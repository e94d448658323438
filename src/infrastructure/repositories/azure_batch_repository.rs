use super::batch_synthesis_repository::{BatchSynthesisRepository, RemoteError};
use crate::domain::synthesis::{InputUnit, JobId, JobState, PollResponse};
use async_trait::async_trait;
use serde::{Deserialize, Serialize};
use serde_json::Value;

const SUBSCRIPTION_KEY_HEADER: &str = "Ocp-Apim-Subscription-Key";
const DISPLAY_NAME: &str = "Text to Voice Synthesis Batch Job";

#[derive(Debug, Serialize)]
#[serde(rename_all = "camelCase")]
struct SubmitRequest<'a> {
    display_name: &'a str,
    description: String,
    text_type: &'a str,
    synthesis_config: &'a Value,
    inputs: Vec<SubmitInput<'a>>,
    properties: SubmitProperties<'a>,
}

#[derive(Debug, Serialize)]
struct SubmitInput<'a> {
    text: &'a str,
}

#[derive(Debug, Serialize)]
#[serde(rename_all = "camelCase")]
struct SubmitProperties<'a> {
    output_format: &'a str,
}

#[derive(Debug, Deserialize)]
struct SubmitResponse {
    id: String,
}

#[derive(Debug, Deserialize)]
struct JobStatusResponse {
    status: String,
    #[serde(default)]
    description: Option<String>,
    #[serde(default)]
    outputs: Option<JobOutputs>,
    #[serde(default)]
    properties: Option<Value>,
}

#[derive(Debug, Deserialize)]
struct JobOutputs {
    #[serde(default)]
    result: Option<String>,
}

/// Azure Speech batch synthesis implementation of the batch repository
pub struct AzureBatchRepository {
    http_client: reqwest::Client,
    call_url: String,
    resource_key: String,
    output_format: String,
}

impl AzureBatchRepository {
    pub fn new(
        http_client: reqwest::Client,
        call_url: String,
        resource_key: String,
        output_format: String,
    ) -> Self {
        Self {
            http_client,
            call_url: call_url.trim_end_matches('/').to_string(),
            resource_key,
            output_format,
        }
    }

    fn map_status(status: &str) -> JobState {
        match status {
            "NotStarted" | "Running" => JobState::Running,
            "Succeeded" => JobState::Succeeded,
            "Failed" => JobState::Failed,
            other => {
                tracing::warn!(status = other, "Unrecognized batch synthesis status");
                JobState::Unknown
            }
        }
    }

    fn failure_message(properties: Option<&Value>) -> Option<String> {
        properties?
            .get("error")?
            .get("message")?
            .as_str()
            .map(str::to_string)
    }

    async fn error_from_response(response: reqwest::Response) -> RemoteError {
        let status = response.status().as_u16();
        let body = response
            .text()
            .await
            .unwrap_or_else(|e| format!("<unreadable body: {}>", e));
        RemoteError::http(status, body)
    }
}

#[async_trait]
impl BatchSynthesisRepository for AzureBatchRepository {
    async fn submit(&self, unit: &InputUnit, voice_config: &Value) -> Result<JobId, RemoteError> {
        let payload = SubmitRequest {
            display_name: DISPLAY_NAME,
            description: unit.source().display().to_string(),
            text_type: "PlainText",
            synthesis_config: voice_config,
            inputs: vec![SubmitInput { text: unit.text() }],
            properties: SubmitProperties {
                output_format: &self.output_format,
            },
        };

        tracing::debug!(
            source = %unit.source().display(),
            text_length = unit.text().len(),
            "Submitting batch synthesis job"
        );

        let response = self
            .http_client
            .post(&self.call_url)
            .header(SUBSCRIPTION_KEY_HEADER, &self.resource_key)
            .json(&payload)
            .send()
            .await
            .map_err(|e| {
                tracing::error!(error = %e, source = %unit.source().display(), "Submission request failed");
                RemoteError::from(e)
            })?;

        if !response.status().is_success() {
            return Err(Self::error_from_response(response).await);
        }

        let body: SubmitResponse = response
            .json()
            .await
            .map_err(|e| RemoteError::transport(format!("invalid submission response: {}", e)))?;

        Ok(JobId(body.id))
    }

    async fn poll(&self, job_id: &JobId) -> PollResponse {
        let url = format!("{}/{}", self.call_url, job_id);

        let response = match self
            .http_client
            .get(&url)
            .header(SUBSCRIPTION_KEY_HEADER, &self.resource_key)
            .send()
            .await
        {
            Ok(response) => response,
            Err(e) => {
                return PollResponse::unknown(format!(
                    "error checking the status of job {}: {}",
                    job_id, e
                ))
            }
        };

        if !response.status().is_success() {
            let err = Self::error_from_response(response).await;
            return PollResponse::unknown(format!(
                "error checking the status of job {}: {}",
                job_id, err
            ));
        }

        let body: JobStatusResponse = match response.json().await {
            Ok(body) => body,
            Err(e) => {
                return PollResponse::unknown(format!(
                    "invalid status response for job {}: {}",
                    job_id, e
                ))
            }
        };

        let state = Self::map_status(&body.status);
        let message = match state {
            JobState::Failed => Self::failure_message(body.properties.as_ref()),
            JobState::Unknown => Some(format!("unrecognized status '{}'", body.status)),
            _ => None,
        };

        PollResponse {
            state,
            result_uri: body.outputs.and_then(|o| o.result),
            source_ref: body.description,
            message,
        }
    }

    async fn fetch(&self, result_uri: &str) -> Result<Vec<u8>, RemoteError> {
        // Result URIs are pre-signed, no subscription key
        let response = self.http_client.get(result_uri).send().await?;

        if !response.status().is_success() {
            return Err(Self::error_from_response(response).await);
        }

        let bytes = response.bytes().await?;
        Ok(bytes.to_vec())
    }

    async fn list_jobs(&self) -> Result<Value, RemoteError> {
        let response = self
            .http_client
            .get(&self.call_url)
            .header(SUBSCRIPTION_KEY_HEADER, &self.resource_key)
            .send()
            .await?;

        if !response.status().is_success() {
            return Err(Self::error_from_response(response).await);
        }

        let mut body: Value = response.json().await?;
        if let Some(values) = body.get_mut("values") {
            return Ok(values.take());
        }
        Ok(body)
    }
}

▬▬▬▬▬▬

Please return exactly the lines from the opening line of the data above through the line with "const SUBSCRIPTION_KEY_HEADER: &str", both included and nothing else.

Response box ::
repository e94d448658323438
filename src/infrastructure/repositories/azure_batch_repository.rs
use super::batch_synthesis_repository::{BatchSynthesisRepository, RemoteError};
use crate::domain::synthesis::{InputUnit, JobId, JobState, PollResponse};
use async_trait::async_trait;
use serde::{Deserialize, Serialize};
use serde_json::Value;

const SUBSCRIPTION_KEY_HEADER: &str = "Ocp-Apim-Subscription-Key";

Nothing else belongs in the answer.